_INPUT RECORDS:_
_____

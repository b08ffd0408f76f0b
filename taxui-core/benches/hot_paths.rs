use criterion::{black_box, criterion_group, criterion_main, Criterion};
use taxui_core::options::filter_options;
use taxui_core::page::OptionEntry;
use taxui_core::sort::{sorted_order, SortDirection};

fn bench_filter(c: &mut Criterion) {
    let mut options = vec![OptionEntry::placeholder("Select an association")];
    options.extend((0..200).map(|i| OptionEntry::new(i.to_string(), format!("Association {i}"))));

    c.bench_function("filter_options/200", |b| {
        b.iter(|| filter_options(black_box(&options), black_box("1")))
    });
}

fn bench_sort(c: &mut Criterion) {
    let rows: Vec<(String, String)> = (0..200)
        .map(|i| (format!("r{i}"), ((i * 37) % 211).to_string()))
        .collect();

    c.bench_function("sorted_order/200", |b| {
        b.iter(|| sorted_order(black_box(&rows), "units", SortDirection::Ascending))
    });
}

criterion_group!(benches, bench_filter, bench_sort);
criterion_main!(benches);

_____

_REQUIREMENT:_ None of the records may be omitted or altered when they are given again.

_SOLUTION TO THE EXERCISE:_
repository b08ffd0408f76f0b
filename taxui-core/benches/hot_paths.rs
use criterion::{black_box, criterion_group, criterion_main, Criterion};
use taxui_core::options::filter_options;
use taxui_core::page::OptionEntry;
use taxui_core::sort::{sorted_order, SortDirection};

fn bench_filter(c: &mut Criterion) {
    let mut options = vec![OptionEntry::placeholder("Select an association")];
    options.extend((0..200).map(|i| OptionEntry::new(i.to_string(), format!("Association {i}"))));

    c.bench_function("filter_options/200", |b| {
        b.iter(|| filter_options(black_box(&options), black_box("1")))
    });
}

fn bench_sort(c: &mut Criterion) {
    let rows: Vec<(String, String)> = (0..200)
        .map(|i| (format!("r{i}"), ((i * 37) % 211).to_string()))
        .collect();

    c.bench_function("sorted_order/200", |b| {
        b.iter(|| sorted_order(black_box(&rows), "units", SortDirection::Ascending))
    });
}

criterion_group!(benches, bench_filter, bench_sort);
criterion_main!(benches);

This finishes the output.